А что было раньше, ну, скажем, лет десять назад? Нельзя ли что-нибудь выбрать, подготовить для публикации? Увы, это трудно, да больно я самокритичен. Стопы тетрадей, утренних и вечерних, исполнены пафоса самобичевания. В больших количествах это скучно, непродуктивно. Отыщешь пейзажную зарисовку — и отдыхаешь...

«25 марта 1984 года. Синие тени под соснами на снегу. Зимою случилось наводнение, и Финский залив вышел из берегов. А мы и не видели и не знали. Море вывалило на берег оковы льдов, освободилось. Оно воздвигло на льду ледяные хребты. Мы с дочкой лазали по хребтам — вверх, вниз. Я стал вдруг счастливый, просто потому, что лазал по льдам вверх и вниз. От этого стали счастливыми мои ноги и горло, и щеки — их обжигало ветром, солнцем. И я запел: «Идем мы смело вперед, вперед! Нам ветер дует в открытый рот!»

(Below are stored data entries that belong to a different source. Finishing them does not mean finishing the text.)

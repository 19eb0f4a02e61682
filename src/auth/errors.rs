//! Authentication error types.

use thiserror::Error;

use crate::federated::FederatedError;
use crate::jwt::JwtError;
use crate::password::PasswordError;

/// Failures of the authentication operations.
///
/// Messages shown to clients are chosen by the HTTP layer; the `Display`
/// text here is for logs.
#[derive(Debug, Error)]
pub enum AuthError {
    /// A required input was missing or empty.
    #[error("{0}")]
    Validation(&'static str),
    #[error("No identity with that email")]
    UnknownEmail,
    #[error("Password does not match")]
    WrongPassword,
    /// No usable bearer token on a protected request.
    #[error("Access denied")]
    MissingBearer,
    /// Signature, expiry or token kind check failed.
    #[error("Invalid token ({0})")]
    InvalidToken(&'static str),
    /// A validly signed refresh token that is not in its identity's set.
    #[error("Refresh token reuse detected")]
    ReplayDetected,
    /// Token claims name an identity that does not exist.
    #[error("Identity not found")]
    NotFound,
    #[error("Email already registered")]
    EmailTaken,
    #[error("Federated login failed: {0}")]
    Federated(#[from] FederatedError),
    #[error("Token issuance failed: {0}")]
    Issuance(#[from] JwtError),
    #[error(transparent)]
    Password(#[from] PasswordError),
    #[error("Database error: {0}")]
    Database(#[from] sqlx::Error),
}

/// Treat an absent or empty input as missing.
pub fn required<'a>(value: Option<&'a str>, message: &'static str) -> Result<&'a str, AuthError> {
    match value {
        Some(v) if !v.is_empty() => Ok(v),
        _ => Err(AuthError::Validation(message)),
    }
}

Я написал два хороших рассказа, спасибо мне. Многие годы я укорял себя в праздности, в растрачивании жизни по пустякам, в зарывании таланта в землю. И это все поделом. Но сегодня синие тени на снегу под соснами, ледовый хребет у залива, и я написал два хороших рассказа. Часов шесть кряду спал крепким сном. И я помирился с самим собой — на короткое время. Не вполне помирился, но все же... Синие тени на мартовском снегу.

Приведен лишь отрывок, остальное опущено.